**Material supplied**:
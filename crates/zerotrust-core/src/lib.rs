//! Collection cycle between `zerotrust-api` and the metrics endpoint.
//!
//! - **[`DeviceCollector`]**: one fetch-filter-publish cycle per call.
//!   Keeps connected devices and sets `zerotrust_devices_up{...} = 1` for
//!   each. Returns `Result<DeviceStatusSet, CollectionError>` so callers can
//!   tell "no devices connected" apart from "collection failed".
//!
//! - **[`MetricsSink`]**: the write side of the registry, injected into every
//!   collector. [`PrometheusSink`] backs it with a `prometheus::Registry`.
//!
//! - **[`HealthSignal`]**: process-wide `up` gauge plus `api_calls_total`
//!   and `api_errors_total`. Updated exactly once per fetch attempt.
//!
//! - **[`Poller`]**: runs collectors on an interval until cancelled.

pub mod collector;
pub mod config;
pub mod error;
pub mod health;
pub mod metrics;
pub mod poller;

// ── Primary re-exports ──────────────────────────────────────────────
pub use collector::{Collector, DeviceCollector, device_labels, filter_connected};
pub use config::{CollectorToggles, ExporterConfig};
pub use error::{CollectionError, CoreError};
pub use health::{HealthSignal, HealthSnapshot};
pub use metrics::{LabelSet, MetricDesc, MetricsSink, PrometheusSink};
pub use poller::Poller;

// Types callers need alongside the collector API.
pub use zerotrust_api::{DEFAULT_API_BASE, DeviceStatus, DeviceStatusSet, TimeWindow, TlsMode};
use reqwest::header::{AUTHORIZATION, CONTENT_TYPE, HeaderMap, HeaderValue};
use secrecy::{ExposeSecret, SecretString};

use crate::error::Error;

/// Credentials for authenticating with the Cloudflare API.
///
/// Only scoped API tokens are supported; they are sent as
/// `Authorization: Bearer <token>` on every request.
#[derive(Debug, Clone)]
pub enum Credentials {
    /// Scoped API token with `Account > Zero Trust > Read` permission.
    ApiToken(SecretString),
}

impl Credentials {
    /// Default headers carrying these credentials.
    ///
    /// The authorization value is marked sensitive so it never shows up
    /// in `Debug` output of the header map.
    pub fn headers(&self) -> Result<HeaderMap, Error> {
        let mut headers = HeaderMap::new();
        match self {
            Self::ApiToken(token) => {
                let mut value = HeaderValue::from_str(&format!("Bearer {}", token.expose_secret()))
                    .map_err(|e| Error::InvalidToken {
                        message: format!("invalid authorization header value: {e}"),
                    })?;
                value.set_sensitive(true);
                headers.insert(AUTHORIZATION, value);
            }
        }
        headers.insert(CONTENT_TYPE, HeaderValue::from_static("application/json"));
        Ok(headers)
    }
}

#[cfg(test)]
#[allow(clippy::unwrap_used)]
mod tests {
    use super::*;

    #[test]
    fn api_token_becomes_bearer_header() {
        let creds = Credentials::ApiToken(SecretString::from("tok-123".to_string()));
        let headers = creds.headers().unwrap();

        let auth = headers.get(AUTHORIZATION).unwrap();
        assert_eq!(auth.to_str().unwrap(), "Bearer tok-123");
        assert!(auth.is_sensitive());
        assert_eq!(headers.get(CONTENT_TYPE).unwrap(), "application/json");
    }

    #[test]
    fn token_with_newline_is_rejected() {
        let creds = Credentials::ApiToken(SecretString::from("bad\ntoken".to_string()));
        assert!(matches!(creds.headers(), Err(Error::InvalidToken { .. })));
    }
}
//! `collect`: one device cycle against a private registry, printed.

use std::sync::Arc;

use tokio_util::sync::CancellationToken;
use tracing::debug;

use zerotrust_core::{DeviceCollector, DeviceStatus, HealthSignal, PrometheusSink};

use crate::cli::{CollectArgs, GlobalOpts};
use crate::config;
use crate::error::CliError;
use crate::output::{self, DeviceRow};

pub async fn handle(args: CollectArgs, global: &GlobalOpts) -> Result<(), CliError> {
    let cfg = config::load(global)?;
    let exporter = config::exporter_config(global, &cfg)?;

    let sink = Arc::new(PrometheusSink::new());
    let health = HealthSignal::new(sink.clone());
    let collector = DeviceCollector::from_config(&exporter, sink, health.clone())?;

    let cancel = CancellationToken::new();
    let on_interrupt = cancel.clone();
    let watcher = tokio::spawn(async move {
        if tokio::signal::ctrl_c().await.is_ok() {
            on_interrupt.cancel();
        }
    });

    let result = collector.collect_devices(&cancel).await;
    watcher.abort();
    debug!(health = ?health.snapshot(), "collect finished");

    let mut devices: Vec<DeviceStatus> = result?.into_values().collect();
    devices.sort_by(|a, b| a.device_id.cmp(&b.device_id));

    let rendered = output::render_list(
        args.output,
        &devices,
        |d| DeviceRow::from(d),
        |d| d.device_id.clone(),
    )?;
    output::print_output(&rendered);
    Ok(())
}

...

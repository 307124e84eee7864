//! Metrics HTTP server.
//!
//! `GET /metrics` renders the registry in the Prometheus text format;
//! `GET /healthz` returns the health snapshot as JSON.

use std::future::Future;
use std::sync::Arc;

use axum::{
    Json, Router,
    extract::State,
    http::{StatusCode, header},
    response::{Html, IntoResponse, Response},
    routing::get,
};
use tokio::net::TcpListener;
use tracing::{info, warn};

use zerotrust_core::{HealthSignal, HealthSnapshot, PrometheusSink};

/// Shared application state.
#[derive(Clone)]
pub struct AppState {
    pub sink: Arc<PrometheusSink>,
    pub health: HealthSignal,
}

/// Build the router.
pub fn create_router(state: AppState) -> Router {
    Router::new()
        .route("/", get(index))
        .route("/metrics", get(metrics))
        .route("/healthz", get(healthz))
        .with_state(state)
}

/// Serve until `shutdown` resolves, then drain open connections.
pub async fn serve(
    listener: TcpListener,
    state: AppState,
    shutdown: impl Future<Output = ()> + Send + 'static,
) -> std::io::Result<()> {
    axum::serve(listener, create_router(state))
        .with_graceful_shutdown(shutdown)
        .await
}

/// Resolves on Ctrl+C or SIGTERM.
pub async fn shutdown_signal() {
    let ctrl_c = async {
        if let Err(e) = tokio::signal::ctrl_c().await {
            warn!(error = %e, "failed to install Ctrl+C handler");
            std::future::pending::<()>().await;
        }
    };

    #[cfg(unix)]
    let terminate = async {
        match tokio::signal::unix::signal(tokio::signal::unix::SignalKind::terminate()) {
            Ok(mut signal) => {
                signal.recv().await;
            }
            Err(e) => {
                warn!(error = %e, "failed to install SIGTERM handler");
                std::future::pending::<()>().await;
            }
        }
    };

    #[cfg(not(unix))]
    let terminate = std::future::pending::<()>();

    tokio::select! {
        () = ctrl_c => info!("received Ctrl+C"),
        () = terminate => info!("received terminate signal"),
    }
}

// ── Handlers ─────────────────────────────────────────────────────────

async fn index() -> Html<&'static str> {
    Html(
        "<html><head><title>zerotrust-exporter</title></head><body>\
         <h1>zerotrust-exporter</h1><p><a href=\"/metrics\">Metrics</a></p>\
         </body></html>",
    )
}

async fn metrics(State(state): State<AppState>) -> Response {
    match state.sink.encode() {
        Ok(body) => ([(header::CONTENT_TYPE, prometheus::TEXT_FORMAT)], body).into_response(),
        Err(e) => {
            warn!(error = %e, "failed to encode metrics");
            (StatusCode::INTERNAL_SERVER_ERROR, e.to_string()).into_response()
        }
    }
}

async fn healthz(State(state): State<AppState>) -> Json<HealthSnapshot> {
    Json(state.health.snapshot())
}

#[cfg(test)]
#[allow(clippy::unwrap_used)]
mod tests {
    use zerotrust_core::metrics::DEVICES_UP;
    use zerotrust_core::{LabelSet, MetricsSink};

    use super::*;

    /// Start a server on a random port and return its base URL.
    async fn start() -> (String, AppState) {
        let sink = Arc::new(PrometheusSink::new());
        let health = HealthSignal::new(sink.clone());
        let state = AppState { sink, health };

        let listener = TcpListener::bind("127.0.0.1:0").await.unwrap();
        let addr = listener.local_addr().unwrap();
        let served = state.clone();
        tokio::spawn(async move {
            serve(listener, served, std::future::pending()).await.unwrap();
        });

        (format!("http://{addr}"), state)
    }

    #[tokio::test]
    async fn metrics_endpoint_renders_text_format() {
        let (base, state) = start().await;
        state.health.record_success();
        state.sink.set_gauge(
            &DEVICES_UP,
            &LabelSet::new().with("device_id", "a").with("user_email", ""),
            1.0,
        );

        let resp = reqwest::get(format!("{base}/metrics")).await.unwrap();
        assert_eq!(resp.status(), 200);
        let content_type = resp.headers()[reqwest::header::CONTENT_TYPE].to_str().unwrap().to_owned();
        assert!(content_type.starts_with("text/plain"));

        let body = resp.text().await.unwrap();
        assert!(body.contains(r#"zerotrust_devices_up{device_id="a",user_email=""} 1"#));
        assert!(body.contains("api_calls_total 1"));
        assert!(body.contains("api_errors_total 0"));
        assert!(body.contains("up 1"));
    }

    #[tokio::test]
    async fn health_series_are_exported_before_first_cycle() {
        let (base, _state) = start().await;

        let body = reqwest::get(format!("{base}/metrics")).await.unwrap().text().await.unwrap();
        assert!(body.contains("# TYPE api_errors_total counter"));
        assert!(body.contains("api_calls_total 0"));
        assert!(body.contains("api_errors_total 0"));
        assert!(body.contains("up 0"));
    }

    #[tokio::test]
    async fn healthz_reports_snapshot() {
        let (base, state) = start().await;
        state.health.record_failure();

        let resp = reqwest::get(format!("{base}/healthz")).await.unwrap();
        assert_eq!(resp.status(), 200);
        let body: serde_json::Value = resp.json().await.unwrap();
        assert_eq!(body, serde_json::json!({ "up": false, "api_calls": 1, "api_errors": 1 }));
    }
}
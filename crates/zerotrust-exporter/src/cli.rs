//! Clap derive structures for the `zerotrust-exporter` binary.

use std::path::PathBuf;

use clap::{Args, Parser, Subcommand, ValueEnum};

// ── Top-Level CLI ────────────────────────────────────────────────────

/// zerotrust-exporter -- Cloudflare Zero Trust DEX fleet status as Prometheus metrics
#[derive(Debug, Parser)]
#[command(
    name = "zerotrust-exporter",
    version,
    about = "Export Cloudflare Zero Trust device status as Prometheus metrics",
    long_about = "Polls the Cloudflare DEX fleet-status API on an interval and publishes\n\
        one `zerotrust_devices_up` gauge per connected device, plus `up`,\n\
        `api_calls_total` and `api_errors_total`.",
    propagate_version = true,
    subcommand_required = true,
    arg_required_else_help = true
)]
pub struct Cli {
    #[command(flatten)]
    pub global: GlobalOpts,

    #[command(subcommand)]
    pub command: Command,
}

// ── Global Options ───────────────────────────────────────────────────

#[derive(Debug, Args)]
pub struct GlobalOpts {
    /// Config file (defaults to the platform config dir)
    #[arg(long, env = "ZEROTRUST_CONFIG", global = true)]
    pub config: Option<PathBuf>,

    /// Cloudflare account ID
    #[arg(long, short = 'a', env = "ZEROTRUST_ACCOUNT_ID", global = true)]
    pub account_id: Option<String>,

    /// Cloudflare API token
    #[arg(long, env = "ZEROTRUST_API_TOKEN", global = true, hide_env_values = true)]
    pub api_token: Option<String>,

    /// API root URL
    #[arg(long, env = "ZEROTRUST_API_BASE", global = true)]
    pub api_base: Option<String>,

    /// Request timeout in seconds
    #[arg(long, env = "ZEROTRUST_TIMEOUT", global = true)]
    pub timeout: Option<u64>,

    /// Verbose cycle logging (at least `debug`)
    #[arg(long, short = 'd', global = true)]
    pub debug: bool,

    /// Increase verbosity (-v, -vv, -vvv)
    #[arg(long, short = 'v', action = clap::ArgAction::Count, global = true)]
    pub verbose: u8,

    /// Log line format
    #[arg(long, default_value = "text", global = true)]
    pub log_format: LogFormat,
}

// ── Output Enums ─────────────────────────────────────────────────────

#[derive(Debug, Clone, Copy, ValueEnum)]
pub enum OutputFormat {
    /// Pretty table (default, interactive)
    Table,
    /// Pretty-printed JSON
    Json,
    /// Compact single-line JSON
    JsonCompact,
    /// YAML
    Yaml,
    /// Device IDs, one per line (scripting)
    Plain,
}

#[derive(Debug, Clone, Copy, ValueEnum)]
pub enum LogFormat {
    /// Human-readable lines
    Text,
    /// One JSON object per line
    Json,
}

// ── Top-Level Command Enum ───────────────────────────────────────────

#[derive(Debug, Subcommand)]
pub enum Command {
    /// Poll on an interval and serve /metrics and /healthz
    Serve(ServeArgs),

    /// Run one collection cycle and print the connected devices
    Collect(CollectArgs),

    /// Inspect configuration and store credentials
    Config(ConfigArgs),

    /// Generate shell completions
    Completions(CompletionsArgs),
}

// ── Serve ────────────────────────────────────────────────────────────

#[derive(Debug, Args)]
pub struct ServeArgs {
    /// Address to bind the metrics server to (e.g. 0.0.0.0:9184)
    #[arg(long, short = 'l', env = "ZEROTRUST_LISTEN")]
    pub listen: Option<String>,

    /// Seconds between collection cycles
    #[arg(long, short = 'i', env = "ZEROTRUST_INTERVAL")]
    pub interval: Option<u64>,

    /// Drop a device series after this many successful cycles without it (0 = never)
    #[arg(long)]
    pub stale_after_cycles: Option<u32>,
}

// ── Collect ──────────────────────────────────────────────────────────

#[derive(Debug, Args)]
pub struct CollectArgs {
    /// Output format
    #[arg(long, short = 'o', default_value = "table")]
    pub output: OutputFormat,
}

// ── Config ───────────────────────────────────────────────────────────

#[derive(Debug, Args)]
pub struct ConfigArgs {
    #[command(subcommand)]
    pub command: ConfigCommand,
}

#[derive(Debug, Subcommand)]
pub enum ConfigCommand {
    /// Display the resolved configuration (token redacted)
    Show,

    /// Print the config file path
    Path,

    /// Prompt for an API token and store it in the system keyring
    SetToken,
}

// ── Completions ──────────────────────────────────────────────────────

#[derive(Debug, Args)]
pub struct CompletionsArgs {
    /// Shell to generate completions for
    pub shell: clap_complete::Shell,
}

**The task**:
Take the listing above and repeat exactly the lines from the one containing "Build the router." through the one containing "let terminate = async", both included.

**Reply**:
/// Build the router.
pub fn create_router(state: AppState) -> Router {
    Router::new()
        .route("/", get(index))
        .route("/metrics", get(metrics))
        .route("/healthz", get(healthz))
        .with_state(state)
}

/// Serve until `shutdown` resolves, then drain open connections.
pub async fn serve(
    listener: TcpListener,
    state: AppState,
    shutdown: impl Future<Output = ()> + Send + 'static,
) -> std::io::Result<()> {
    axum::serve(listener, create_router(state))
        .with_graceful_shutdown(shutdown)
        .await
}

/// Resolves on Ctrl+C or SIGTERM.
pub async fn shutdown_signal() {
    let ctrl_c = async {
        if let Err(e) = tokio::signal::ctrl_c().await {
            warn!(error = %e, "failed to install Ctrl+C handler");
            std::future::pending::<()>().await;
        }
    };

    #[cfg(unix)]
    let terminate = async {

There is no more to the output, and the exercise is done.